• Welcome to TechPowerUp Forums, Guest! Please check out our forum guidelines for info related to our community.

How bad is Denuvo?

Joined
Feb 22, 2016
Messages
2,313 (0.69/day)
Processor Intel i5 8400
Motherboard Asus Prime H370M-Plus/CSM
Cooling Scythe Big Shuriken & Noctua NF-A15 HS-PWM chromax.black.swap
Memory 8GB Crucial Ballistix Sport LT DDR4-2400
Video Card(s) ROG-STRIX-GTX1060-O6G-GAMING
Storage 1TB 980 Pro
Display(s) Samsung UN55KU6300F
Case Cooler Master MasterCase Pro 3
Power Supply Super Flower Leadex III 750w
Software W11 Pro
Been waiting many months for a new game release that apparently will contain Denuvo. How bad is it really?
 
I dunno like you dont even notice it existing its just a game pretty much.
 
Depends on what you’re doing. I had it on a game, and I didn’t even know it existed until I was trying to get the game working on different versions of Proton under Linux. Each version of Proton will appear as a new install, and eventually Denuvo will kick in and think you’re trying to play on too many machines. It will put you in time out for a day.
 
Performance wise we don't know.

At some point the vendor did announce that they would release a game with and without it, so that people could see. But they didn't follow through with it. On balance this makes it likely that there is in fact a performance problem.
 
Without a doubt higher power consumption and higher hardware requirements. It is extra code which does not bring any benefits for the end consumer.
 
To this point I'd been able to avoid it. Not much you can say for online multiplayer that needs some form of something to remain playable. Don't engage in multiplayer and no worries.

Installing something with potential for global and permanent system impact outside of running game exe that requires it is hard to swallow. Especially hard for a single player game that gets cracked before release and runs better than every single retail port.
 
Get on youtube and see what others are dealing with
 
Difficult to find objective opinion on the matter, since Denuvo is universally hated at this point. But I think the performance penalty is implementation-specific. So just look up benchmarks on whatever game you're looking at and see if you can live with how it runs.

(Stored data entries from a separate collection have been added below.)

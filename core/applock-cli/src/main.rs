//! applock: command-line harness for the App Lock engine.
//!
//! Runs the same decision engine the Android host links against, with a
//! virtual clock, so lock behaviour can be reproduced from a script.
//!
//! ## Subcommands
//!
//! - `replay`: Feed a JSON-lines script (file or stdin) through the engine
//! - `show-config`: Print the effective engine config and registry

mod logging;
mod replay;
mod show_config;

use applock_core::{load_engine_config_or_default, RegistryData, StorageConfig};
use chrono::{DateTime, Utc};
use clap::{Parser, Subcommand};
use fs_err as fs;
use std::io::{self, BufReader};
use std::path::PathBuf;

#[derive(Parser)]
#[command(name = "applock")]
#[command(about = "App Lock engine harness")]
#[command(version)]
struct Cli {
    /// Data directory holding engine.json, registry.json and logs
    /// (default: ~/.applock)
    #[arg(long, global = true, value_name = "DIR")]
    root: Option<PathBuf>,

    #[command(subcommand)]
    command: Commands,
}

#[derive(Subcommand)]
enum Commands {
    /// Replay a detection script and print one JSON line per step
    Replay {
        /// Script path, or `-` for stdin
        #[arg(value_name = "SCRIPT", default_value = "-")]
        script: String,

        /// Virtual start time (RFC 3339); defaults to the Unix epoch
        #[arg(long)]
        start: Option<DateTime<Utc>>,
    },

    /// Print the effective engine config and registry
    ShowConfig,
}

fn main() {
    let cli = Cli::parse();
    let storage = cli
        .root
        .map(StorageConfig::with_root)
        .unwrap_or_default();
    let _logging_guard = logging::init(&storage);

    match cli.command {
        Commands::Replay { script, start } => {
            if let Err(e) = run_replay(&storage, &script, start) {
                tracing::error!(error = %e, "applock replay failed");
                eprintln!("applock replay: {e}");
                std::process::exit(1);
            }
        }
        Commands::ShowConfig => {
            if let Err(e) = show_config::run(&storage, io::stdout().lock()) {
                tracing::error!(error = %e, "applock show-config failed");
                eprintln!("applock show-config: {e}");
                std::process::exit(1);
            }
        }
    }
}

fn run_replay(
    storage: &StorageConfig,
    script: &str,
    start: Option<DateTime<Utc>>,
) -> Result<(), replay::ReplayError> {
    let config = load_engine_config_or_default(&storage.engine_config_file());
    let registry = RegistryData::load(&storage.registry_file()).unwrap_or_else(|err| {
        tracing::warn!(error = %err, "Using empty registry");
        RegistryData::default()
    });
    let start = start.unwrap_or(DateTime::<Utc>::UNIX_EPOCH);
    let replay = replay::Replay::new(registry, config, start);

    let stdout = io::stdout().lock();
    let steps = if script == "-" {
        replay.run(io::stdin().lock(), stdout)?
    } else {
        replay.run(BufReader::new(fs::File::open(script)?), stdout)?
    };
    tracing::info!(steps, script, "Replay finished");
    Ok(())
}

If it's an unreleased game, you should wait regardless of whether it was a GoG-esque maximalist or came out strapped with every DRM known to man. DRM should be the least of your worries if you're going to buy fish whole it's still in the ocean.
 
There's a significant performance impact involved, but the exact negative numbers are different for an each game. As someone already said, you can simply browse for something like: "X game vs. denuvo-less X game".